With the exception of skin and brain cancer, known malignancy does not necessarily exclude someone from donating organs. The risk of transmitting cancer via organ donated to a recipient is low — less than 0.1 percent.
This low likelihood of transmission “implies current practices of donor screening for malignancy are effective,” according to the report’s authors. “In cases where transmission has been reported, the malignancy was usually not discovered before donation,” the authors noted in the report.
Such transmission is extremely rare but usually involves a single recipient.
The donor, a 53-year-old female who died from complications of a brain bleed, underwent the standard tests and imaging studies used for donation. The tests did not reveal signs of malignancy, making her an ideal candidate for organ donation. In 2007, the harvested organs — a right kidney, two lungs, the liver, and a left kidney — were matched and distributed to four adults: a 32 year old man, a 42 year old woman with end-stage lung disease, a 59 year old woman with liver disease, and a 62-year-old woman with failing kidneys.
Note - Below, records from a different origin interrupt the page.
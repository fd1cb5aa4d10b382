//! Priority scoring for queued jobs

use chrono::{DateTime, Utc};
use gpusched_core::{Job, PriorityConfig};
use serde::Serialize;
use std::collections::BTreeMap;

const MILLIS_PER_HOUR: f64 = 3_600_000.0;

/// Raw inputs of a priority score
#[derive(Debug, Clone, Copy, PartialEq, Serialize)]
pub struct PriorityFactors {
    /// QoS class factor in [0, 1]
    pub qos: f64,
    /// Partition factor in [0, 1]
    pub partition: f64,
    /// Hours spent in the queue
    pub wait_hours: f64,
    /// Share of the known capacity requested, capped at 1
    pub size: f64,
}

/// Computes priority scores from a [`PriorityConfig`].
///
/// Scoring is a pure function of the job and the given instant.
#[derive(Debug, Clone)]
pub struct PriorityEngine {
    config: PriorityConfig,
}

impl PriorityEngine {
    pub fn new(config: PriorityConfig) -> Self {
        Self { config }
    }

    pub fn config(&self) -> &PriorityConfig {
        &self.config
    }

    /// Score a job at `now` against `total_capacity` bytes of known device memory
    pub fn score(&self, job: &Job, now: DateTime<Utc>, total_capacity: u64) -> f64 {
        self.combine(&self.breakdown(job, now, total_capacity))
    }

    /// Individual factors the score is built from
    pub fn breakdown(&self, job: &Job, now: DateTime<Utc>, total_capacity: u64) -> PriorityFactors {
        let waited_ms = (now - job.submitted_at).num_milliseconds().max(0);
        let size = if total_capacity == 0 {
            1.0
        } else {
            (job.vram_required as f64 / total_capacity as f64).min(1.0)
        };

        PriorityFactors {
            qos: lookup(&self.config.qos_levels, &job.qos),
            partition: lookup(&self.config.partitions, &job.partition),
            wait_hours: waited_ms as f64 / MILLIS_PER_HOUR,
            size,
        }
    }

    /// Weighted sum of the factors
    pub fn combine(&self, factors: &PriorityFactors) -> f64 {
        self.config.weight_qos * factors.qos
            + self.config.weight_partition * factors.partition
            + self.config.weight_age_per_hour * factors.wait_hours
            - self.config.weight_job_size * factors.size
    }
}

/// Factor for `key`; unknown keys get the lowest configured factor
fn lookup(table: &BTreeMap<String, f64>, key: &str) -> f64 {
    match table.get(key) {
        Some(factor) => *factor,
        None => table.values().copied().reduce(f64::min).unwrap_or(0.0),
    }
}

#[cfg(test)]
mod tests {
    use super::*;
    use chrono::Duration;
    use gpusched_core::JobRequest;
    use std::path::PathBuf;
    use uuid::Uuid;

    const GB: u64 = 1_000_000_000;

    fn job(qos: &str, partition: &str, vram_required: u64, submitted_at: DateTime<Utc>) -> Job {
        let request = JobRequest {
            user_id: "alice".to_string(),
            script_name: None,
            script: b"#!/bin/sh\n".to_vec(),
            vram_required,
            partition: partition.to_string(),
            qos: qos.to_string(),
        };
        Job::new(
            Uuid::new_v4(),
            &request,
            PathBuf::from("/tmp/job.sh"),
            submitted_at,
        )
    }

    fn engine() -> PriorityEngine {
        PriorityEngine::new(PriorityConfig::default())
    }

    #[test]
    fn test_score_is_deterministic() {
        let now = Utc::now();
        let j = job("high", "normal", 4 * GB, now - Duration::minutes(17));
        let e = engine();
        assert_eq!(
            e.score(&j, now, 16 * GB).to_bits(),
            e.score(&j, now, 16 * GB).to_bits()
        );
    }

    #[test]
    fn test_default_formula() {
        let submitted = Utc::now();
        let j = job("high", "batch", 8 * GB, submitted);
        let score = engine().score(&j, submitted + Duration::hours(2), 16 * GB);
        // 10000 * 0.8 + 1000 * 0.2 + 1000 * 2 - 500 * 0.5
        assert!((score - 9950.0).abs() < 1e-6);
    }

    #[test]
    fn test_aging_is_monotonic() {
        let submitted = Utc::now();
        let j = job("low", "normal", GB, submitted);
        let e = engine();

        let mut previous = f64::MIN;
        for minutes in (0..600).step_by(7) {
            let score = e.score(&j, submitted + Duration::minutes(minutes), 16 * GB);
            assert!(score >= previous);
            previous = score;
        }
    }

    #[test]
    fn test_clock_skew_does_not_reduce_score() {
        let submitted = Utc::now();
        let j = job("low", "normal", GB, submitted);
        let e = engine();
        assert_eq!(
            e.score(&j, submitted - Duration::minutes(5), 16 * GB),
            e.score(&j, submitted, 16 * GB)
        );
    }

    #[test]
    fn test_higher_qos_outranks_lower() {
        let now = Utc::now();
        let e = engine();
        let high = job("high", "normal", 10 * GB, now);
        let low = job("low", "normal", 10 * GB, now);
        assert!(e.score(&high, now, 10 * GB) > e.score(&low, now, 10 * GB));
    }

    #[test]
    fn test_unknown_class_gets_lowest_factor() {
        let now = Utc::now();
        let e = engine();
        let factors = e.breakdown(&job("platinum", "nowhere", GB, now), now, 16 * GB);
        assert_eq!(factors.qos, 0.1);
        assert_eq!(factors.partition, 0.2);

        let empty = PriorityEngine::new(PriorityConfig {
            qos_levels: BTreeMap::new(),
            ..PriorityConfig::default()
        });
        assert_eq!(empty.breakdown(&job("high", "normal", GB, now), now, GB).qos, 0.0);
    }

    #[test]
    fn test_size_penalty_is_bounded() {
        let now = Utc::now();
        let e = engine();
        assert_eq!(e.breakdown(&job("low", "normal", 64 * GB, now), now, 8 * GB).size, 1.0);
        assert_eq!(e.breakdown(&job("low", "normal", GB, now), now, 0).size, 1.0);

        let small = e.score(&job("low", "normal", GB, now), now, 16 * GB);
        let large = e.score(&job("low", "normal", 12 * GB, now), now, 16 * GB);
        assert!(small > large);
    }

    #[test]
    fn test_waiting_job_eventually_outranks_fresh_submissions() {
        // One tick per minute, a fresh high-QoS job arrives every tick
        let start = Utc::now();
        let e = engine();
        let waiting = job("low", "normal", 16 * GB, start);

        let overtaken_at = (0..24 * 60).find(|minute| {
            let now = start + Duration::minutes(*minute);
            let fresh = job("hil", "debug", GB, now);
            e.score(&waiting, now, 16 * GB) > e.score(&fresh, now, 16 * GB)
        });

        // (10000 * 0.9 + 1000 * 0.5 + 500 * (1 - 1/16)) / 1000 per hour ≈ 9.97 hours
        assert_eq!(overtaken_at, Some(599));
    }
}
Between 16 months and six years after receiving their transplants, the recipients were diagnosed with breast cancer, one-by-one. Three of the recipients developed cancer in multiple sites of the body and eventually died. One recipient — the 32-year-old male right kidney recipient — survived only after removal of the transplanted kidney and stopping the immunosuppressant medications used for all transplant recipients. He also had chemotherapy to treat cancerous lymph nodes.
The authors offer a word of caution to potential recipients and transplant surgeons, alike.
“A complete medical examination, including a breast examination, should always be performed,” the authors said.
In cases where tumors develop, authors suggest that quick and complete removal of the transplant is necessary to prevent the rapid spread of cancer in the recipient: “[removal] should be considered in all recipients after notification of cancer transmission in a recipient from a multiorgan donor.”
Dr. Italo M. Brown is an emergency medicine physician and part of the ABC News Medical Unit.